◆ **Source information**:

━━━━━━━━

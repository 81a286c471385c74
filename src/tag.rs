//! Tag expressions: the declarative "this file is produced by this action"
//! notation used in file-valued positions of the task description.
//!
//! Every tag names exactly one action kind out of a closed set, carries an
//! ordered argument list, and produces exactly one output artifact when
//! compiled and executed. Nested tags are ordinary arguments: the inner tag
//! is compiled first and its output becomes an input of the outer node.

use serde_yaml::Value;

use crate::error::ConfigError;

/// The closed set of action kinds a tag can name.
#[derive(Debug, Clone, Copy, PartialEq, Eq, Hash)]
pub enum TagKind {
    LatexCompile,
    CppCompile,
    CppRun,
    Shell,
    PyRun,
    Raw,
    PyInline,
    Zip,
    MdCompile,
    Gunzip,
    XzUnzip,
}

impl TagKind {
    pub fn name(self) -> &'static str {
        match self {
            TagKind::LatexCompile => "latexcompile",
            TagKind::CppCompile => "cppcompile",
            TagKind::CppRun => "cpprun",
            TagKind::Shell => "shell",
            TagKind::PyRun => "pyrun",
            TagKind::Raw => "raw",
            TagKind::PyInline => "pyinline",
            TagKind::Zip => "zip",
            TagKind::MdCompile => "mdcompile",
            TagKind::Gunzip => "gunzip",
            TagKind::XzUnzip => "xzunzip",
        }
    }

    pub fn from_name(name: &str) -> Option<Self> {
        Some(match name {
            "latexcompile" => TagKind::LatexCompile,
            "cppcompile" => TagKind::CppCompile,
            "cpprun" => TagKind::CppRun,
            "shell" => TagKind::Shell,
            "pyrun" => TagKind::PyRun,
            "raw" => TagKind::Raw,
            "pyinline" => TagKind::PyInline,
            "zip" => TagKind::Zip,
            "mdcompile" => TagKind::MdCompile,
            "gunzip" => TagKind::Gunzip,
            "xzunzip" => TagKind::XzUnzip,
            _ => return None,
        })
    }

    /// `!raw` and `!pyinline` hold verbatim text; every other kind splits a
    /// scalar value shell-style into individual arguments.
    fn splits_scalar(self) -> bool {
        !matches!(self, TagKind::Raw | TagKind::PyInline)
    }
}

/// One argument of a tag expression. Whether a string argument is a literal,
/// a concrete path or a wildcard pattern is decided by the graph compiler,
/// which knows the task root and the argument conventions of each kind.
#[derive(Debug, Clone, PartialEq)]
pub enum TagArg {
    Str(String),
    Tag(Box<Tag>),
}

#[derive(Debug, Clone, PartialEq)]
pub struct Tag {
    pub kind: TagKind,
    pub args: Vec<TagArg>,
}

impl Tag {
    /// Parse a YAML `!tag` value. Accepts a scalar (split shell-style except
    /// for the verbatim kinds) or a sequence whose items are strings,
    /// numbers or nested tags.
    pub(crate) fn from_tagged(tag: &str, value: &Value, field: &str) -> Result<Tag, ConfigError> {
        let name = tag.trim_start_matches('!');
        let kind = TagKind::from_name(name).ok_or_else(|| ConfigError::UnknownTag {
            field: field.to_string(),
            tag: name.to_string(),
        })?;

        let args = match value {
            Value::String(text) => {
                if kind.splits_scalar() {
                    let words = shlex::split(text).ok_or_else(|| ConfigError::Invalid {
                        field: field.to_string(),
                        reason: format!("unbalanced quoting in `!{name} {text}`"),
                    })?;
                    words.into_iter().map(TagArg::Str).collect()
                } else {
                    vec![TagArg::Str(text.clone())]
                }
            }
            Value::Sequence(items) => {
                let mut args = Vec::with_capacity(items.len());
                for item in items {
                    args.push(match item {
                        Value::String(s) => TagArg::Str(s.clone()),
                        Value::Number(n) => TagArg::Str(n.to_string()),
                        Value::Tagged(inner) => TagArg::Tag(Box::new(Tag::from_tagged(
                            &inner.tag.to_string(),
                            &inner.value,
                            field,
                        )?)),
                        other => {
                            return Err(ConfigError::Invalid {
                                field: field.to_string(),
                                reason: format!(
                                    "`!{name}` arguments must be strings or tags, got {other:?}"
                                ),
                            });
                        }
                    });
                }
                args
            }
            other => {
                return Err(ConfigError::Invalid {
                    field: field.to_string(),
                    reason: format!("`!{name}` expects a string or a sequence, got {other:?}"),
                });
            }
        };

        let tag = Tag { kind, args };
        tag.check_arity(field)?;
        Ok(tag)
    }

    fn check_arity(&self, field: &str) -> Result<(), ConfigError> {
        let expected = match self.kind {
            TagKind::LatexCompile
            | TagKind::MdCompile
            | TagKind::Gunzip
            | TagKind::XzUnzip
            | TagKind::Raw
            | TagKind::PyInline => Some(1),
            _ => None,
        };

        match expected {
            Some(n) if self.args.len() != n => Err(ConfigError::Invalid {
                field: field.to_string(),
                reason: format!(
                    "`!{}` takes exactly {n} argument(s), got {}",
                    self.kind.name(),
                    self.args.len()
                ),
            }),
            _ if self.args.is_empty() => Err(ConfigError::Invalid {
                field: field.to_string(),
                reason: format!("`!{}` needs at least one argument", self.kind.name()),
            }),
            _ => Ok(()),
        }
    }
}

#[cfg(test)]
mod tests {
    use super::*;

    fn yaml(text: &str) -> Value {
        serde_yaml::from_str(text).unwrap()
    }

    fn tag_of(text: &str) -> Tag {
        match yaml(text) {
            Value::Tagged(tagged) => {
                Tag::from_tagged(&tagged.tag.to_string(), &tagged.value, "test").unwrap()
            }
            other => panic!("expected tagged value, got {other:?}"),
        }
    }

    #[test]
    fn scalar_splits_shell_style() {
        let tag = tag_of(r#"!cppcompile "gen.cpp -DLOCAL 'my file.h'""#);
        assert_eq!(tag.kind, TagKind::CppCompile);
        assert_eq!(
            tag.args,
            vec![
                TagArg::Str("gen.cpp".into()),
                TagArg::Str("-DLOCAL".into()),
                TagArg::Str("my file.h".into()),
            ]
        );
    }

    #[test]
    fn raw_keeps_text_verbatim() {
        let tag = tag_of("!raw \"1 2  3\\n\"");
        assert_eq!(tag.args, vec![TagArg::Str("1 2  3\n".into())]);
    }

    #[test]
    fn sequence_allows_nested_tags() {
        let tag = tag_of(r#"!zip ["data.txt", !cppcompile "sol.cpp"]"#);
        assert_eq!(tag.kind, TagKind::Zip);
        assert_eq!(tag.args.len(), 2);
        match &tag.args[1] {
            TagArg::Tag(inner) => assert_eq!(inner.kind, TagKind::CppCompile),
            other => panic!("expected nested tag, got {other:?}"),
        }
    }

    #[test]
    fn numbers_become_string_arguments() {
        let tag = tag_of(r#"!pyrun ["gen.py", 42]"#);
        assert_eq!(
            tag.args,
            vec![TagArg::Str("gen.py".into()), TagArg::Str("42".into())]
        );
    }

    #[test]
    fn unknown_tag_is_rejected() {
        let value = yaml("!frobnicate x");
        let Value::Tagged(tagged) = value else {
            unreachable!()
        };
        let err = Tag::from_tagged(&tagged.tag.to_string(), &tagged.value, "statements.en");
        assert!(matches!(err, Err(ConfigError::UnknownTag { tag, .. }) if tag == "frobnicate"));
    }

    #[test]
    fn arity_is_enforced() {
        let value = yaml("!gunzip \"a.gz b.gz\"");
        let Value::Tagged(tagged) = value else {
            unreachable!()
        };
        let err = Tag::from_tagged(&tagged.tag.to_string(), &tagged.value, "input");
        assert!(matches!(err, Err(ConfigError::Invalid { .. })));
    }
}
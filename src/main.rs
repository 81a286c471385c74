use std::process::ExitCode;

use camino::Utf8PathBuf;
use clap::{Parser, Subcommand};
use console::style;
use taskmill::{BuildOptions, CommandService, TaskmillError};
use tracing_subscriber::EnvFilter;

#[derive(Parser)]
#[command(name = "taskmill", version, about = "Contest task build and upload tool")]
struct Cli {
    #[command(subcommand)]
    command: Command,

    /// Worker pool size (defaults to available parallelism).
    #[arg(short = 'j', long, global = true)]
    jobs: Option<usize>,
}

#[derive(Subcommand)]
enum Command {
    /// Build testcases, statements and other artifacts.
    Build {
        #[arg(required = true)]
        task_dirs: Vec<Utf8PathBuf>,
    },
    /// Build, then create or update the task on the contest service.
    Upload {
        #[arg(required = true)]
        task_dirs: Vec<Utf8PathBuf>,

        /// Contest service command (JSON on stdio); defaults to
        /// $TASKMILL_SERVICE.
        #[arg(long)]
        service: Option<String>,

        /// Skip test-submission verification.
        #[arg(long)]
        no_tests: bool,
    },
    /// Delete the cache and result tree.
    Clean {
        #[arg(required = true)]
        task_dirs: Vec<Utf8PathBuf>,
    },
}

fn main() -> ExitCode {
    tracing_subscriber::fmt()
        .with_env_filter(EnvFilter::try_from_default_env().unwrap_or_else(|_| "warn".into()))
        .with_writer(std::io::stderr)
        .init();

    let cli = Cli::parse();
    match run(cli) {
        Ok(()) => ExitCode::SUCCESS,
        Err(err) => {
            eprintln!("{} {err}", style("error:").red().bold());
            ExitCode::FAILURE
        }
    }
}

fn run(cli: Cli) -> Result<(), TaskmillError> {
    let options = BuildOptions {
        workers: cli.jobs.unwrap_or(0),
    };

    match cli.command {
        Command::Build { task_dirs } => {
            for dir in &task_dirs {
                taskmill::build_task(dir, &options)?;
            }
            Ok(())
        }

        Command::Upload {
            task_dirs,
            service,
            no_tests,
        } => {
            let command = service
                .or_else(|| std::env::var("TASKMILL_SERVICE").ok())
                .ok_or_else(|| TaskmillError::Upload {
                    task: task_dirs[0].to_string(),
                    source: taskmill::UploadError::NotConfigured,
                })?;

            for dir in &task_dirs {
                let mut service = CommandService::from_command_line(&command).map_err(
                    |source| TaskmillError::Upload {
                        task: dir.to_string(),
                        source,
                    },
                )?;
                let (outcome, report) =
                    taskmill::upload_task(dir, &options, &mut service, !no_tests)?;

                let verb = if report.created { "created" } else { "updated" };
                eprintln!(
                    "{} task {} (id {})",
                    verb,
                    style(&outcome.task).red(),
                    report.task.0
                );
                for submission in &report.submissions {
                    let mark = if submission.passed() {
                        style("ok").green()
                    } else {
                        style("MISMATCH").red().bold()
                    };
                    eprintln!(
                        "  {}: expected {}, scored {} [{mark}]",
                        submission.source,
                        submission.expected,
                        submission.observed
                    );
                }
                if !report.all_passed() {
                    return Err(TaskmillError::Upload {
                        task: outcome.task,
                        source: taskmill::UploadError::Rejected {
                            op: "submit_test",
                            message: "test submissions scored differently than expected"
                                .to_string(),
                        },
                    });
                }
            }
            Ok(())
        }

        Command::Clean { task_dirs } => {
            for dir in &task_dirs {
                taskmill::clean_task(dir)?;
            }
            Ok(())
        }
    }
}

━━━━━━━━

◆ **Task goal**:
Look through the entries above, find each line containing "expected", and copy it.

◆ **Exercise answer**:
        let expected = match self.kind {
        match expected {
            other => panic!("expected tagged value, got {other:?}"),
            other => panic!("expected nested tag, got {other:?}"),
                        "  {}: expected {}, scored {} [{mark}]",
                        submission.expected,
                            message: "test submissions scored differently than expected"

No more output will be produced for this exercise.